Ich habe das auch meinem oben erwähnten gnädigen Herrn mitgeteilt und darum gebeten, dies Eurer Fürstlichen Gnaden zu schreiben.

Dies wollte ich Eurer Fürstlichen Gnaden, der ich mich hiermit untertänig empfehle, mitgeteilt haben.

Gegeben zu Ingolstadt am 24. März im Jahr der Gnade 1521.

Eurer Fürstlichen Gnaden Untertäniger Kaplan
Johann von Eck, Doktor usf.

1. Bitte des Hgs Wilhelm von Bayern an Eck in Augsburg, die Publikation der Bulle »Exsurge Domine« bis zum Ende des Wormser Reichstages aufzuheben oder zurückzustellen.

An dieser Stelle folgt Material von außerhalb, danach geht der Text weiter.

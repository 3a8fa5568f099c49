//! File system storage operations
//!
//! This module handles all file output:
//! - CSV sinks with a fixed header per row type
//! - Dated, per-project output file naming

mod csv_sink;
mod output;

pub use csv_sink::{CsvSink, Row};
pub use output::{Category, OutputDirectory};
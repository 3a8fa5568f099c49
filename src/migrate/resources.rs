//! Typed shapes of the management API responses
//!
//! Every endpoint is decoded into one of these structures as soon as it is
//! fetched. Optional fields are only those the service legitimately omits;
//! anything else missing fails the decode.

use serde::Deserialize;
use serde_json::Value;

/// One page of a collection
#[derive(Debug, Deserialize)]
#[serde(rename_all = "camelCase")]
pub struct Page {
    pub value: Vec<Value>,
    #[serde(default)]
    pub next_link: Option<String>,
}

/// A migrate-project solution (one discovery or assessment tool)
#[derive(Debug, Clone, Deserialize)]
pub struct Solution {
    pub name: String,
    #[serde(default)]
    pub properties: SolutionProperties,
}

#[derive(Debug, Clone, Default, Deserialize)]
pub struct SolutionProperties {
    #[serde(default)]
    pub summary: Option<SolutionSummary>,
    #[serde(default)]
    pub details: Option<SolutionDetails>,
}

#[derive(Debug, Clone, Deserialize)]
#[serde(rename_all = "camelCase")]
pub struct SolutionSummary {
    #[serde(default)]
    pub discovered_count: Option<u64>,
}

#[derive(Debug, Clone, Deserialize)]
#[serde(rename_all = "camelCase")]
pub struct SolutionDetails {
    #[serde(default)]
    pub extended_details: Option<ExtendedDetails>,
}

#[derive(Debug, Clone, Deserialize)]
#[serde(rename_all = "camelCase")]
pub struct ExtendedDetails {
    #[serde(default)]
    pub master_site_id: Option<String>,
}

impl Solution {
    /// Number of discovered servers; a solution without a summary has discovered nothing
    pub fn discovered_count(&self) -> u64 {
        self.properties
            .summary
            .as_ref()
            .and_then(|s| s.discovered_count)
            .unwrap_or(0)
    }

    pub fn master_site_id(&self) -> Option<&str> {
        self.properties
            .details
            .as_ref()?
            .extended_details
            .as_ref()?
            .master_site_id
            .as_deref()
            .filter(|id| !id.trim().is_empty())
    }
}

/// Root of an appliance's discovered resources
#[derive(Debug, Clone, Deserialize)]
pub struct MasterSite {
    pub id: String,
    #[serde(default)]
    pub properties: MasterSiteProperties,
}

#[derive(Debug, Clone, Default, Deserialize)]
#[serde(rename_all = "camelCase")]
pub struct MasterSiteProperties {
    /// Appliance sites, one per on-premises collector
    #[serde(default)]
    pub sites: Vec<String>,
    #[serde(default)]
    pub nested_sites: Vec<String>,
}

/// A typed sub-site of a master site
#[derive(Debug, Clone, Deserialize)]
pub struct NestedSite {
    pub id: String,
    #[serde(rename = "type")]
    pub resource_type: String,
}

/// Nested site types the extractor knows how to walk
#[derive(Debug, Clone, Copy, PartialEq, Eq)]
pub enum NestedSiteKind {
    Sql,
    WebApps,
    Other,
}

impl NestedSite {
    pub fn kind(&self) -> NestedSiteKind {
        match self.resource_type.to_ascii_lowercase().as_str() {
            "microsoft.offazure/mastersites/sqlsites" => NestedSiteKind::Sql,
            "microsoft.offazure/mastersites/webappsites" => NestedSiteKind::WebApps,
            _ => NestedSiteKind::Other,
        }
    }
}

#[derive(Debug, Clone, Deserialize)]
pub struct MachineResource {
    pub id: String,
    pub name: String,
    pub properties: MachineProperties,
}

#[derive(Debug, Clone, Deserialize)]
#[serde(rename_all = "camelCase")]
pub struct MachineProperties {
    pub display_name: String,
    /// Physical servers report no power state
    #[serde(default)]
    pub power_status: Option<String>,
    #[serde(default)]
    pub network_adapters: Vec<NetworkAdapter>,
}

#[derive(Debug, Clone, Deserialize)]
#[serde(rename_all = "camelCase")]
pub struct NetworkAdapter {
    #[serde(default)]
    pub ip_address_list: Vec<String>,
}

/// `{machine}/softwareInventories/default`
#[derive(Debug, Clone, Deserialize)]
pub struct SoftwareInventory {
    #[serde(default)]
    pub properties: SoftwareInventoryProperties,
}

#[derive(Debug, Clone, Default, Deserialize)]
#[serde(rename_all = "camelCase")]
pub struct SoftwareInventoryProperties {
    #[serde(default)]
    pub apps_and_roles: Option<AppsAndRoles>,
}

#[derive(Debug, Clone, Default, Deserialize)]
pub struct AppsAndRoles {
    #[serde(default)]
    pub applications: Vec<ApplicationRecord>,
    #[serde(default)]
    pub features: Vec<FeatureRecord>,
}

#[derive(Debug, Clone, Deserialize)]
pub struct ApplicationRecord {
    pub name: String,
    #[serde(default)]
    pub version: Option<String>,
    #[serde(default)]
    pub provider: Option<String>,
}

#[derive(Debug, Clone, Deserialize)]
pub struct FeatureRecord {
    pub name: String,
}

#[derive(Debug, Clone, Deserialize)]
pub struct SqlServerResource {
    pub id: String,
    pub properties: SqlServerProperties,
}

#[derive(Debug, Clone, Deserialize)]
#[serde(rename_all = "camelCase")]
pub struct SqlServerProperties {
    pub sql_server_name: String,
    pub edition: String,
    pub version: String,
    pub host_name: String,
    pub logical_cpu_count: u32,
    pub is_high_availability_enabled: bool,
    #[serde(default)]
    pub machine_overview_list: Vec<MachineOverview>,
}

#[derive(Debug, Clone, Deserialize)]
#[serde(rename_all = "camelCase")]
pub struct MachineOverview {
    #[serde(default)]
    pub extended_machine_id: Option<String>,
}

#[derive(Debug, Clone, Deserialize)]
pub struct SqlDatabaseResource {
    pub id: String,
    pub properties: SqlDatabaseProperties,
}

#[derive(Debug, Clone, Deserialize)]
#[serde(rename_all = "camelCase")]
pub struct SqlDatabaseProperties {
    pub database_name: String,
    #[serde(rename = "sizeMB")]
    pub size_mb: f64,
    pub is_database_highly_available: bool,
    pub sql_server_arm_id: String,
}

#[derive(Debug, Clone, Deserialize)]
pub struct WebApplicationResource {
    pub id: String,
    pub properties: WebApplicationProperties,
}

#[derive(Debug, Clone, Deserialize)]
#[serde(rename_all = "camelCase")]
pub struct WebApplicationProperties {
    pub display_name: String,
    #[serde(default)]
    pub web_server_name: Option<String>,
    #[serde(default)]
    pub server_type: Option<String>,
    #[serde(default)]
    pub frameworks: Vec<Framework>,
    #[serde(default)]
    pub machine_arm_ids: Vec<String>,
}

#[derive(Debug, Clone, Deserialize)]
pub struct Framework {
    pub name: String,
    #[serde(default)]
    pub version: Option<String>,
}

/// Envelope returned by an async-operation status URL
#[derive(Debug, Clone, Deserialize)]
pub struct OperationStatus {
    pub status: String,
    #[serde(default)]
    pub properties: Option<OperationProperties>,
    #[serde(default)]
    pub error: Option<OperationError>,
}

#[derive(Debug, Clone, Deserialize)]
pub struct OperationProperties {
    /// JSON-encoded [`ExportResult`]
    #[serde(default)]
    pub result: Option<String>,
}

#[derive(Debug, Clone, Deserialize)]
pub struct OperationError {
    #[serde(default)]
    pub code: Option<String>,
    #[serde(default)]
    pub message: Option<String>,
}

impl std::fmt::Display for OperationError {
    fn fmt(&self, f: &mut std::fmt::Formatter<'_>) -> std::fmt::Result {
        write!(
            f,
            "{}: {}",
            self.code.as_deref().unwrap_or("Unknown"),
            self.message.as_deref().unwrap_or("no message")
        )
    }
}

/// Decoded `properties.result` of a succeeded export
#[derive(Debug, Clone, Deserialize)]
pub struct ExportResult {
    #[serde(rename = "SASUri")]
    pub sas_uri: String,
}
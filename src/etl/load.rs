//! Loader trait for loading rows to destinations

use eyre::Result;
use std::future::Future;

/// Loader trait for loading items to a destination
///
/// Loaders take `&mut self`: each output is owned by exactly one writer and
/// items are appended batch by batch.
///
/// # Example
/// ```no_run
/// use migrate_extractor::etl::Loader;
/// use eyre::Result;
///
/// struct CountingLoader {
///     seen: usize,
/// }
///
/// impl Loader for CountingLoader {
///     type Item = String;
///
///     async fn load(&mut self, items: Vec<Self::Item>) -> Result<usize> {
///         self.seen += items.len();
///         Ok(items.len())
///     }
/// }
/// ```
pub trait Loader {
    /// The type of items to load
    type Item;

    /// Append items to the destination
    ///
    /// Returns the number of items written
    ///
    /// # Errors
    /// Returns an error if loading fails (I/O, serialization, etc.)
    fn load(&mut self, items: Vec<Self::Item>) -> impl Future<Output = Result<usize>>;
}
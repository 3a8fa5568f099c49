//! CSV file output

use crate::etl::Loader;

use eyre::{Context, Result};
use serde::Serialize;
use std::fs::File;
use std::marker::PhantomData;
use std::path::{Path, PathBuf};

/// A record written as one CSV line.
///
/// Fields serialize in declaration order, which must match `HEADER`.
pub trait Row: Serialize {
    const HEADER: &'static [&'static str];
}

/// Append-only CSV file for a single row type
///
/// The header line is written on creation, so an output with no rows still
/// carries its column names.
pub struct CsvSink<R> {
    path: PathBuf,
    writer: csv::Writer<File>,
    rows: usize,
    _row: PhantomData<R>,
}

impl<R: Row> CsvSink<R> {
    /// Create (or truncate) the file and write the header
    pub fn create(path: impl AsRef<Path>) -> Result<Self> {
        let path = path.as_ref().to_path_buf();
        let mut writer = csv::WriterBuilder::new()
            .has_headers(false)
            .from_path(&path)
            .with_context(|| format!("Failed to create CSV file: {}", path.display()))?;
        writer.write_record(R::HEADER)?;
        writer.flush()?;

        log::debug!("Opened {}", path.display());

        Ok(Self {
            path,
            writer,
            rows: 0,
            _row: PhantomData,
        })
    }

    pub fn path(&self) -> &Path {
        &self.path
    }

    /// Rows written so far, excluding the header
    pub fn rows(&self) -> usize {
        self.rows
    }
}

impl<R: Row> Loader for CsvSink<R> {
    type Item = R;

    async fn load(&mut self, items: Vec<Self::Item>) -> Result<usize> {
        for item in &items {
            self.writer
                .serialize(item)
                .with_context(|| format!("Failed to write row to {}", self.path.display()))?;
        }
        self.writer.flush()?;
        self.rows += items.len();
        Ok(items.len())
    }
}

#[cfg(test)]
mod tests {
    use super::*;
    use tempfile::TempDir;

    #[derive(Serialize)]
    struct Sample {
        name: String,
        enabled: bool,
        count: Option<u32>,
    }

    impl Row for Sample {
        const HEADER: &'static [&'static str] = &["Name", "Enabled", "Count"];
    }

    #[tokio::test]
    async fn test_header_only_when_empty() {
        let temp = TempDir::new().unwrap();
        let path = temp.path().join("empty.csv");
        let sink = CsvSink::<Sample>::create(&path).unwrap();
        assert_eq!(sink.rows(), 0);

        let content = std::fs::read_to_string(&path).unwrap();
        assert_eq!(content, "Name,Enabled,Count\n");
    }

    #[tokio::test]
    async fn test_appends_batches() {
        let temp = TempDir::new().unwrap();
        let path = temp.path().join("rows.csv");
        let mut sink = CsvSink::create(&path).unwrap();

        sink.load(vec![Sample {
            name: "a, b".to_string(),
            enabled: true,
            count: Some(4),
        }])
        .await
        .unwrap();
        sink.load(vec![Sample {
            name: "c".to_string(),
            enabled: false,
            count: None,
        }])
        .await
        .unwrap();

        assert_eq!(sink.rows(), 2);
        let content = std::fs::read_to_string(&path).unwrap();
        assert_eq!(content, "Name,Enabled,Count\n\"a, b\",true,4\nc,false,\n");
    }
}
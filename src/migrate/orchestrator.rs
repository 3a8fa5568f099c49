//! Extraction run
//!
//! Walks solutions → master site → appliance and nested sites and writes
//! the five category files of every project:
//!
//! ```text
//! ListSolutions ─┬─ discoveredCount == 0 ──> skip
//!                └─ FetchMasterSite ─> ResolveNestedSites ─┬─ Software ─> WebApps
//!                                                          ├─ Sql
//!                                                          └─ Dependencies
//! ```
//!
//! The three branches run concurrently. Web applications wait for the
//! software pass because their machine names come from the machine map it
//! builds.

use super::dependencies::{DEFAULT_WINDOW_DAYS, Dependency, DependencyExtractor};
use super::export::{DEFAULT_POLL_INTERVAL, ExportPoller};
use super::join::JoinContext;
use super::machines::{MachineInventory, MachineRow, SoftwareRow};
use super::paginate::paginate;
use super::resources::{MasterSite, NestedSite, NestedSiteKind, Solution};
use super::sql::{DatabaseRow, SqlSiteExtractor};
use super::web_apps::{WebAppSiteExtractor, WebsiteRow};
use crate::client::{ArmEndpoint, Transport, fetch};
use crate::etl::{Extractor, Loader};
use crate::storage::{Category, OutputDirectory};

use eyre::{Context, Result};
use futures::TryStreamExt;
use owo_colors::OwoColorize;
use std::pin::pin;
use std::time::Duration;

/// What to extract and how patiently
#[derive(Debug, Clone)]
pub struct ExtractionOptions {
    pub subscription_id: String,
    pub resource_group: String,
    /// Name of the migrate project
    pub project: String,
    pub poll_interval: Duration,
    /// Look-back of dependency exports, in days
    pub dependency_days: i64,
}

impl ExtractionOptions {
    pub fn new(
        subscription_id: impl Into<String>,
        resource_group: impl Into<String>,
        project: impl Into<String>,
    ) -> Self {
        Self {
            subscription_id: subscription_id.into(),
            resource_group: resource_group.into(),
            project: project.into(),
            poll_interval: DEFAULT_POLL_INTERVAL,
            dependency_days: DEFAULT_WINDOW_DAYS,
        }
    }
}

/// Rows written for one project
#[derive(Debug, Clone, Default, PartialEq, Eq)]
pub struct ProjectSummary {
    pub name: String,
    pub machines: usize,
    pub software_rows: usize,
    pub database_rows: usize,
    pub website_rows: usize,
    pub dependency_rows: usize,
}

#[derive(Debug, Clone, Default)]
pub struct RunSummary {
    pub projects: Vec<ProjectSummary>,
    /// Solutions skipped for having nothing discovered
    pub skipped: usize,
}

/// Nested site ids grouped by kind
#[derive(Debug, Default)]
struct NestedSites {
    sql: Vec<String>,
    web_apps: Vec<String>,
}

/// Drives a full extraction over a [`Transport`]
pub struct MigrateExtractor<T> {
    transport: T,
    endpoint: ArmEndpoint,
    options: ExtractionOptions,
}

impl<T: Transport> MigrateExtractor<T> {
    pub fn new(transport: T, endpoint: ArmEndpoint, options: ExtractionOptions) -> Self {
        Self {
            transport,
            endpoint,
            options,
        }
    }

    pub fn transport(&self) -> &T {
        &self.transport
    }

    /// Extract every solution with discovered servers into `output`.
    ///
    /// # Errors
    /// Transport failures and undecodable pages abort the run. Failed export
    /// jobs and unresolved references are logged and skipped.
    pub async fn run(&self, output: &OutputDirectory) -> Result<RunSummary> {
        let url = self.endpoint.solutions(
            &self.options.subscription_id,
            &self.options.resource_group,
            &self.options.project,
        );
        log::info!("Listing solutions of migrate project {}", self.options.project.cyan());

        let mut summary = RunSummary::default();
        let mut solutions = pin!(paginate::<T, Solution>(&self.transport, url));
        while let Some(solution) = solutions.try_next().await? {
            if solution.discovered_count() == 0 {
                log::debug!("Skipping {}: nothing discovered", solution.name);
                summary.skipped += 1;
                continue;
            }
            let Some(master_site_id) = solution.master_site_id() else {
                log::warn!("Skipping {}: no master site", solution.name);
                summary.skipped += 1;
                continue;
            };

            let project = self
                .extract_project(&solution.name, master_site_id, output)
                .await
                .with_context(|| format!("Failed to extract {}", solution.name))?;
            summary.projects.push(project);
        }

        log::info!(
            "Finished extracting data. Output files are in {}",
            output.root().display().bright_black()
        );
        Ok(summary)
    }

    async fn extract_project(
        &self,
        name: &str,
        master_site_id: &str,
        output: &OutputDirectory,
    ) -> Result<ProjectSummary> {
        log::info!("Processing project {}", name.cyan());

        let master: MasterSite = fetch(&self.transport, &self.endpoint.resource(master_site_id))
            .await
            .with_context(|| format!("Failed to fetch master site {}", master_site_id))?;
        let nested = self.nested_sites(&master).await?;

        let software_then_web_apps = async {
            let (context, software_rows) = self.extract_software(name, &master, output).await?;
            let website_rows = self
                .extract_web_apps(name, &nested.web_apps, &context, output)
                .await?;
            Ok::<_, eyre::Report>((context.len(), software_rows, website_rows))
        };

        let ((machines, software_rows, website_rows), database_rows, dependency_rows) = tokio::try_join!(
            software_then_web_apps,
            self.extract_sql(name, &nested.sql, output),
            self.extract_dependencies(name, &master, output),
        )?;

        let summary = ProjectSummary {
            name: name.to_string(),
            machines,
            software_rows,
            database_rows,
            website_rows,
            dependency_rows,
        };
        log::info!(
            "Project {}: {} machine(s), {} software, {} database, {} website, {} dependency row(s)",
            name,
            summary.machines,
            summary.software_rows,
            summary.database_rows,
            summary.website_rows,
            summary.dependency_rows
        );
        Ok(summary)
    }

    async fn nested_sites(&self, master: &MasterSite) -> Result<NestedSites> {
        let mut sites = NestedSites::default();
        for id in &master.properties.nested_sites {
            let site: NestedSite = fetch(&self.transport, &self.endpoint.resource(id))
                .await
                .with_context(|| format!("Failed to fetch nested site {}", id))?;
            match site.kind() {
                NestedSiteKind::Sql => sites.sql.push(site.id),
                NestedSiteKind::WebApps => sites.web_apps.push(site.id),
                NestedSiteKind::Other => {
                    log::debug!("Ignoring nested site {} of type {}", site.id, site.resource_type)
                }
            }
        }
        Ok(sites)
    }

    /// Machines and software; returns the project's machine map
    async fn extract_software(
        &self,
        name: &str,
        master: &MasterSite,
        output: &OutputDirectory,
    ) -> Result<(JoinContext, usize)> {
        let mut machine_sink = output.sink::<MachineRow>(name, Category::Machines)?;
        let mut software_sink = output.sink::<SoftwareRow>(name, Category::Software)?;
        let inventory = MachineInventory::new(&self.transport, &self.endpoint);
        let mut builder = JoinContext::builder();

        for site_id in &master.properties.sites {
            log::info!("Fetching software of appliance site {}", site_id);
            let mut machines = pin!(inventory.machines(site_id));
            while let Some(mut machine) = machines.try_next().await? {
                inventory.enrich(&mut machine).await?;
                machine_sink.load(vec![MachineRow::from(&machine)]).await?;
                software_sink.load(SoftwareRow::project(&machine)).await?;
                builder.insert(machine);
            }
        }

        let context = builder.build();
        if context.is_empty() {
            log::warn!("No machines found in the appliance sites of {}", name);
        }
        log::info!(
            "Wrote {} software row(s) for {} machine(s) to {}",
            software_sink.rows(),
            context.len(),
            software_sink.path().display()
        );
        Ok((context, software_sink.rows()))
    }

    async fn extract_web_apps(
        &self,
        name: &str,
        sites: &[String],
        context: &JoinContext,
        output: &OutputDirectory,
    ) -> Result<usize> {
        let mut sink = output.sink::<WebsiteRow>(name, Category::Websites)?;
        for site_id in sites {
            log::info!("Processing web app site {}", site_id);
            let extractor = WebAppSiteExtractor::new(&self.transport, &self.endpoint, context, site_id);
            sink.load(extractor.extract().await?).await?;
        }
        Ok(sink.rows())
    }

    async fn extract_sql(&self, name: &str, sites: &[String], output: &OutputDirectory) -> Result<usize> {
        let mut sink = output.sink::<DatabaseRow>(name, Category::Databases)?;
        for site_id in sites {
            log::info!("Processing SQL site {}", site_id);
            let extractor = SqlSiteExtractor::new(&self.transport, &self.endpoint, site_id);
            sink.load(extractor.extract().await?).await?;
        }
        Ok(sink.rows())
    }

    async fn extract_dependencies(
        &self,
        name: &str,
        master: &MasterSite,
        output: &OutputDirectory,
    ) -> Result<usize> {
        let mut sink = output.sink::<Dependency>(name, Category::Dependencies)?;
        let poller = ExportPoller::new(&self.transport, &self.endpoint, self.options.poll_interval);
        for site_id in &master.properties.sites {
            log::info!("Fetching dependencies of appliance site {}", site_id);
            let extractor = DependencyExtractor::new(&poller, site_id, self.options.dependency_days);
            sink.load(extractor.extract().await?).await?;
        }
        Ok(sink.rows())
    }
}
//! Ship physics constants and circle collision math

use super::vector::Vector2;

/// Below this squared distance two centres are treated as coincident
pub const MIN_CONTACT_DISTANCE_SQ: f32 = 1e-6;

/// Hull constants shared by every ship
#[derive(Debug, Clone, Copy)]
pub struct ShipStats {
    /// Maximum speed in units per second
    pub max_speed: f32,
    /// Velocity gained per unit of thrust input
    pub thrust_power: f32,
    /// Maximum health
    pub max_health: f32,
    /// Ship hitbox radius
    pub hitbox_radius: f32,
}

impl ShipStats {
    pub const STANDARD: Self = Self {
        max_speed: 30.0,
        thrust_power: 3.0,
        max_health: 100.0,
        hitbox_radius: 18.0,
    };
}

impl Default for ShipStats {
    fn default() -> Self {
        Self::STANDARD
    }
}

/// Tuning for the per-tick system pipeline
#[derive(Debug, Clone, Copy)]
pub struct SimConfig {
    /// Broad-phase cell size (floored to the grid minimum)
    pub cell_size: f32,
    /// Fraction of closing speed returned along the contact normal
    pub restitution: f32,
    /// Velocity multiplier applied to both ships on contact
    pub collision_damping: f32,
    /// Velocity added to a ship hit by a projectile
    pub knockback_impulse: f32,
    /// Projectiles pass through the ship that fired them
    pub owner_immunity: bool,
}

impl Default for SimConfig {
    fn default() -> Self {
        Self {
            cell_size: 64.0,
            restitution: 0.2,
            collision_damping: 0.9,
            knockback_impulse: 20.0,
            owner_immunity: false,
        }
    }
}

/// Kinematic state of one participant in a collision
#[derive(Debug, Clone, Copy, PartialEq)]
pub struct Body {
    pub position: Vector2,
    pub velocity: Vector2,
    pub radius: f32,
}

/// Check overlap between two circles (touching counts)
pub fn check_circle_collision(a: Vector2, radius_a: f32, b: Vector2, radius_b: f32) -> bool {
    let combined = radius_a + radius_b;
    a.distance_squared(b) <= combined * combined
}

/// Contact normal pointing from `from` to `to`, with a fixed fallback for coincident centres
pub fn contact_normal(from: Vector2, to: Vector2) -> Vector2 {
    let delta = to - from;
    let dist_sq = delta.length_squared();
    if dist_sq <= MIN_CONTACT_DISTANCE_SQ {
        return Vector2::new(1.0, 0.0);
    }
    delta * (1.0 / dist_sq.sqrt())
}

/// Resolve an overlapping ship pair.
///
/// Splits the penetration 50/50 along the contact normal, damps both
/// velocities, then exchanges a small elastic impulse proportional to the
/// closing speed. Returns `None` when the pair does not penetrate.
pub fn resolve_ship_collision(
    a: Body,
    b: Body,
    restitution: f32,
    damping: f32,
) -> Option<(Body, Body)> {
    let combined = a.radius + b.radius;
    let dist_sq = a.position.distance_squared(b.position);
    if dist_sq > combined * combined {
        return None;
    }

    let penetration = combined - dist_sq.sqrt();
    if penetration <= 0.0 {
        return None;
    }

    let normal = contact_normal(a.position, b.position);
    let correction = normal * (penetration * 0.5);

    let mut a = a;
    let mut b = b;
    a.position -= correction;
    b.position += correction;

    a.velocity *= damping;
    b.velocity *= damping;

    let impulse = (b.velocity.dot(normal) - a.velocity.dot(normal)) * restitution;
    a.velocity += normal * impulse;
    b.velocity -= normal * impulse;

    Some((a, b))
}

2. Vgl. dazu PASTOR, Geschichte der Päpste IV/1, 282f:

»Am 11.März richteten (die bayerischen Herzöge) an die Bischöfe ihres Landes Beschwerdeschreiben über die Art, wie die Seelsorger nach Verkündigung der päpstlichen Verdammungsbulle vorgingen. Durch eigene Erfahrung und glaubwürdige Berichte hätten sie befunden, daß die Härte, womit man Besitzern von Lutherischen Schriften, welche dieselben nicht ausliefern wollen, die Absolution verweigere, mehr zu Aufruhr und Zerrüttung christlicher Werke als zum Seelenheil und guten Wirkungen diene, daß sich die Laien dem entschieden widersetzen, 'schreien und murmeln'. Da jetzt auf dem Reichstage zu Worms mit Luther unterhandelt werden solle, mögen die Bischöfe verordnen, daß bis zum Ausgang dieser Verhandlungen ihre Seelsorger mit dem Einschreiten gegen Lutherische Schriften 'gemach tun' und dieselben weder verdammen noch gutheißen, sondern 'zur Ruhe stellen' sollen.«

3. Vgl. Brief 01-10-1520, Anm.7.

4. Vgl. Brief 18-07-1520.

5. Dieser Brief Ecks an den Herzog ist verloren.